How to live into the virtue of Hope:

A daily guide to receive what God is freely giving to you.

The sin of despair greatly damages our ability to receive this gift.  Despair happens when sin creeps into life.  This happens slowly, through small sins which chip away like a Lumber Jack chopping down a big tree.  Once this happens, bigger sins begin to enter the life.  This could lead to believing that the sin you have entered into is too great or too big for God to forgive and the hope in salvation and forgiveness is reduced to rubble.

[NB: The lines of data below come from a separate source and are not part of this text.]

use std::path::PathBuf;

use thiserror;

use stevedore_objectstore::Error as ObjectStoreError;

use crate::session::SessionState;

pub type Result<T> = std::result::Result<T, Error>;

#[derive(thiserror::Error, Debug)]
pub enum Error {
    #[error("validation error: {0}")]
    Validation(#[from] ValidationError),

    #[error("transient transport error: {0}")]
    TransientTransport(#[source] ObjectStoreError),
    #[error("permanent transport error: {0}")]
    PermanentTransport(#[source] ObjectStoreError),
    #[error("retries exhausted after {attempts} attempts: {last}")]
    RetriesExhausted {
        attempts: u32,
        #[source]
        last: Box<Error>,
    },
    #[error("transport acknowledged part {0} without an etag")]
    MissingETag(i32),

    #[error(transparent)]
    FatalUpload(Box<FatalUploadError>),
    #[error(transparent)]
    Cleanup(#[from] CleanupError),

    #[error("failed to read upload source: {0}")]
    SourceRead(#[source] std::io::Error),
    #[error("failed to write temp file: {0}")]
    TempWrite(#[source] std::io::Error),

    #[error("upload cancelled")]
    Cancelled,
    #[error("upload session {upload_id} is {state:?}")]
    SessionClosed {
        upload_id: String,
        state: SessionState,
    },
    #[error("illegal session transition from {from:?} to {to:?}")]
    IllegalTransition { from: SessionState, to: SessionState },
}

impl From<ObjectStoreError> for Error {
    fn from(e: ObjectStoreError) -> Error {
        if e.is_transient() {
            Error::TransientTransport(e)
        } else {
            Error::PermanentTransport(e)
        }
    }
}

impl Error {
    /// The failing part number, when the error ended a session during a part upload.
    pub fn part_number(&self) -> Option<i32> {
        match self {
            Error::FatalUpload(f) => f.part_number,
            _ => None,
        }
    }

    pub fn is_validation(&self) -> bool {
        matches!(self, Error::Validation(_))
    }
}

/// Malformed input, rejected before any transport call is made.
#[derive(thiserror::Error, Debug)]
pub enum ValidationError {
    #[error("refusing to upload an empty source")]
    EmptySource,
    #[error("invalid filename {filename:?}: {source}")]
    InvalidFilename {
        filename: String,
        source: ObjectStoreError,
    },
    #[error("chunk size {chunk_size} is below the backend minimum part size {min}")]
    ChunkSizeTooSmall { chunk_size: u64, min: u64 },
    #[error("at least one part upload must be allowed in flight")]
    NoPartsInFlight,
    #[error("unknown upload: {0}")]
    UnknownUpload(String),
    #[error("upload {upload_id} is for {expected:?}, not {found:?}")]
    FilenameMismatch {
        upload_id: String,
        expected: String,
        found: String,
    },
    #[error("part number {0} is outside 1..=10000")]
    PartNumberOutOfRange(i32),
    #[error("part {0} is empty")]
    EmptyPart(i32),
    #[error("part {part_number} is {size} bytes, larger than the {max} byte chunk size")]
    PartTooLarge {
        part_number: i32,
        size: u64,
        max: u64,
    },
    #[error("no parts to complete")]
    NoParts,
    #[error("part list is not contiguous: expected part {expected}, found {found}")]
    NonContiguousParts { expected: i32, found: i32 },
    #[error("part {0} listed more than once")]
    DuplicatePart(i32),
    #[error("part {0} was uploaded but is missing from the part list")]
    MissingPart(i32),
    #[error("part {0} was never uploaded")]
    UnknownPart(i32),
    #[error("etag for part {0} does not match the uploaded part")]
    ETagMismatch(i32),
}

/// Failure to release something the orchestrator acquired.
#[derive(thiserror::Error, Debug)]
pub enum CleanupError {
    #[error("failed to remove temp file {path:?}: {source}")]
    TempFile {
        path: PathBuf,
        source: std::io::Error,
    },
    #[error("failed to abort upload {upload_id}: {source}")]
    Abort {
        upload_id: String,
        source: ObjectStoreError,
    },
}

/// The single terminal error a caller sees for a session that did not complete.
///
/// Carries enough context to restart the whole upload; sessions are never left resumable.
#[derive(Debug)]
pub struct FatalUploadError {
    pub upload_id: Option<String>,
    pub filename: String,
    pub part_number: Option<i32>,
    pub cause: Error,
}

impl std::fmt::Display for FatalUploadError {
    fn fmt(&self, f: &mut std::fmt::Formatter) -> std::fmt::Result {
        write!(f, "upload of {}", self.filename)?;
        if let Some(upload_id) = &self.upload_id {
            write!(f, " ({upload_id})")?;
        }
        write!(f, " failed")?;
        if let Some(part_number) = self.part_number {
            write!(f, " at part {part_number}")?;
        }
        write!(f, ": {}", self.cause)
    }
}

impl std::error::Error for FatalUploadError {
    fn source(&self) -> Option<&(dyn std::error::Error + 'static)> {
        Some(&self.cause)
    }
}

The sin of presumption also greatly diminishes your capacity to know the hope that Christ is bringing.   This is when you presume upon your own capacities in saving yourself without help from God.  It’s the mentality of not recognizing or rejecting that Christ alone is the savior, the one who brings hope to those who need it.  This is also when you presume upon God’s power or mercy for your salvation.  It’s the mentality that a continual conversion to Christ is not needed.  That, when you sin you presume that God’s power or mercy will automatically cover it, and you will make it through the gates and into the Kingdom without passing by the cross, or without authentically loving God and others as He requests.

Embrace Hope

This week is for you to take an inventory of your daily life.  Set aside a time during the day to examine your conscience and determine where you have invited Christ into your words and actions and where you have failed to do so.  Once you have examined your conscience, firmly resolve to take action so that you are prepared to receive the hope that is freely giving to you.  Receive the sacrament of Confession and Eucharist.  It will turn your focus from yourself and onto Christ and the Kingdom.

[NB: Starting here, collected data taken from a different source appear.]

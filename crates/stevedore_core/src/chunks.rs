use bytes::Bytes;
use futures::stream::{self, Stream};
use tokio::io::{AsyncRead, AsyncReadExt};

/// Number of parts a source of `total` bytes splits into.
pub fn part_count(total: u64, chunk_size: u64) -> u64 {
    if chunk_size == 0 {
        return 0;
    }
    total.div_ceil(chunk_size)
}

/// Turn an [`AsyncRead`] into a sequence of fixed-size [`bytes::Bytes`].
///
/// Every chunk is exactly `chunk_size` bytes except the last, which holds whatever remains. Chunks
/// are read on demand so at most one chunk is buffered at a time. An empty source yields no
/// chunks at all.
pub struct ChunkSplitter<R> {
    source: R,
    chunk_size: usize,
    exhausted: bool,
}

impl<R> ChunkSplitter<R>
where
    R: AsyncRead + Unpin,
{
    pub fn new(source: R, chunk_size: usize) -> Self {
        Self {
            source,
            chunk_size,
            exhausted: chunk_size == 0,
        }
    }

    pub async fn next_chunk(&mut self) -> std::io::Result<Option<Bytes>> {
        if self.exhausted {
            return Ok(None);
        }

        let mut buffer = vec![0u8; self.chunk_size];
        let mut filled = 0;
        while filled < self.chunk_size {
            let n = self.source.read(&mut buffer[filled..]).await?;
            if n == 0 {
                self.exhausted = true;
                break;
            }
            filled += n;
        }

        if filled == 0 {
            return Ok(None);
        }
        buffer.truncate(filled);
        Ok(Some(Bytes::from(buffer)))
    }

    pub fn into_stream(self) -> impl Stream<Item = std::io::Result<Bytes>> {
        stream::try_unfold(self, |mut splitter| async move {
            Ok(splitter.next_chunk().await?.map(|chunk| (chunk, splitter)))
        })
    }
}

#[cfg(test)]
mod test {
    use futures::TryStreamExt;
    use rstest::*;

    use super::*;

    fn source(len: usize) -> Vec<u8> {
        (0..len).map(|i| (i % 251) as u8).collect()
    }

    #[rstest]
    #[case::empty(0, 4)]
    #[case::smaller_than_chunk(3, 4)]
    #[case::exact_chunk(4, 4)]
    #[case::exact_multiple(12, 4)]
    #[case::remainder(13, 4)]
    #[case::one_byte_chunks(5, 1)]
    #[tokio::test]
    async fn splits_into_ceil_parts(#[case] len: usize, #[case] chunk_size: usize) {
        let data = source(len);
        let chunks: Vec<Bytes> = ChunkSplitter::new(std::io::Cursor::new(data.clone()), chunk_size)
            .into_stream()
            .try_collect()
            .await
            .unwrap();

        assert_eq!(
            chunks.len() as u64,
            part_count(len as u64, chunk_size as u64)
        );
        if let Some((last, rest)) = chunks.split_last() {
            assert!(rest.iter().all(|c| c.len() == chunk_size));
            assert!(!last.is_empty() && last.len() <= chunk_size);
        }
        assert_eq!(chunks.concat(), data);
    }

    #[tokio::test]
    async fn fills_chunks_from_short_reads() {
        let (mut tx, rx) = tokio::io::duplex(3);
        let writer = tokio::spawn(async move {
            use tokio::io::AsyncWriteExt;
            tx.write_all(&source(20)).await.unwrap();
        });

        let mut splitter = ChunkSplitter::new(rx, 8);
        let mut sizes = vec![];
        while let Some(chunk) = splitter.next_chunk().await.unwrap() {
            sizes.push(chunk.len());
        }
        writer.await.unwrap();
        assert_eq!(sizes, vec![8, 8, 4]);
    }

    #[tokio::test]
    async fn stays_exhausted() {
        let mut splitter = ChunkSplitter::new(std::io::Cursor::new(source(2)), 4);
        assert_eq!(splitter.next_chunk().await.unwrap().unwrap().len(), 2);
        assert!(splitter.next_chunk().await.unwrap().is_none());
        assert!(splitter.next_chunk().await.unwrap().is_none());
    }

    #[rstest]
    #[case(12 * 1024 * 1024, 5 * 1024 * 1024, 3)]
    #[case(10 * 1024 * 1024, 5 * 1024 * 1024, 2)]
    #[case(1, 5 * 1024 * 1024, 1)]
    #[case(0, 5 * 1024 * 1024, 0)]
    #[case(u64::MAX, 5 * 1024 * 1024, u64::MAX / (5 * 1024 * 1024) + 1)]
    #[case(u64::MAX, 1, u64::MAX)]
    fn counts_parts(#[case] total: u64, #[case] chunk_size: u64, #[case] expected: u64) {
        assert_eq!(part_count(total, chunk_size), expected);
    }
}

I confess to almighty God,

And to you,

My brothers and sisters,

That I have sinned through my own fault,

In my thoughts and in my words,

In what I have done,

And in what I have failed to do;

And I ask blessed Mary,

Ever virgin,

All the angels and saints,

And you,

My brothers and sisters,

To pray for me to the Lord our God.



Second Week: Peace

Peace is not the absence of war and is not limited to the balance of powers between two enemies…  Peace is the tranquility of order.  Peace is the work of justice and the effect of charity.

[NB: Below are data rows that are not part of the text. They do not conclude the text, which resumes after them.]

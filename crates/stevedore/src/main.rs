use std::fs::File;
use std::io::Read;
use std::path::PathBuf;

use anyhow::{bail, Context, Result};
use clap::{Parser, Subcommand};

use stevedore_core::UploadOrchestrator;

mod config;
use crate::config::Config;

#[derive(Parser)]
struct Cli {
    #[arg(short, long)]
    config_file: Option<PathBuf>,

    #[command(subcommand)]
    command: Command,
}

#[derive(Subcommand)]
enum Command {
    /// Upload a file and print a time-limited URL for it.
    Upload {
        path: PathBuf,

        #[arg(long, default_value = "application/octet-stream")]
        content_type: String,

        /// Object key to upload to. Defaults to the file name.
        #[arg(long)]
        key: Option<String>,
    },
}

#[tokio::main]
async fn main() -> Result<()> {
    let cli = Cli::parse();

    tracing_subscriber::fmt()
        .with_env_filter(tracing_subscriber::EnvFilter::from_default_env())
        .with_target(true)
        .compact()
        .init();

    // load configuration
    let mut config_file = File::open(cli.config_file.unwrap_or("./stevedore.yml".into()))?;
    let mut s = String::new();
    config_file.read_to_string(&mut s)?;
    let config: Config = serde_yaml::from_str(&s)?;

    // initialize object storage
    let objects = config.objects.new_objects().await?;
    let orchestrator = UploadOrchestrator::new(objects, config.upload)?;

    match cli.command {
        Command::Upload {
            path,
            content_type,
            key,
        } => {
            let key = match key {
                Some(key) => key,
                None => path
                    .file_name()
                    .and_then(|name| name.to_str())
                    .map(str::to_string)
                    .with_context(|| format!("cannot derive a key from {path:?}"))?,
            };

            let size = tokio::fs::metadata(&path).await?.len();
            let max = orchestrator.settings().max_upload_size;
            if size > max {
                bail!("{path:?} is {size} bytes, larger than the {max} byte upload limit");
            }

            let source = tokio::fs::File::open(&path).await?;
            let signal = async {
                if let Err(e) = tokio::signal::ctrl_c().await {
                    tracing::warn!(error = %e, "unable to listen for ctrl-c");
                    std::future::pending::<()>().await;
                }
                tracing::info!("interrupted, aborting upload");
            };

            let location = orchestrator
                .run_with_signal(source, &key, &content_type, signal)
                .await?;
            println!("{location}");
        }
    }

    Ok(())
}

–Catechism of the Catholic Church 2304

It is easy for us to forget what Peace is when we do not have the Light of Christ to shine in our darkness.  Sin brings darkness into our life.  It causes us to keep secrets, to feel shame about our actions, and wills us to be unconfident in our own salvation. Every time we act in sin, it pulls our eyes away from God and onto our selves.  Like Adam and Eve in the beginning of Genesis.  Before sin they were focused on God, after sin they noticed that they were naked and became self-conscious.  Before sin they were in a state of original justice and truly felt the effects of each other’s love and God’s love.  Like Adam and Eve, after sin, we too are in need of the promise of God’s peace that he will bring upon the advent of Christ.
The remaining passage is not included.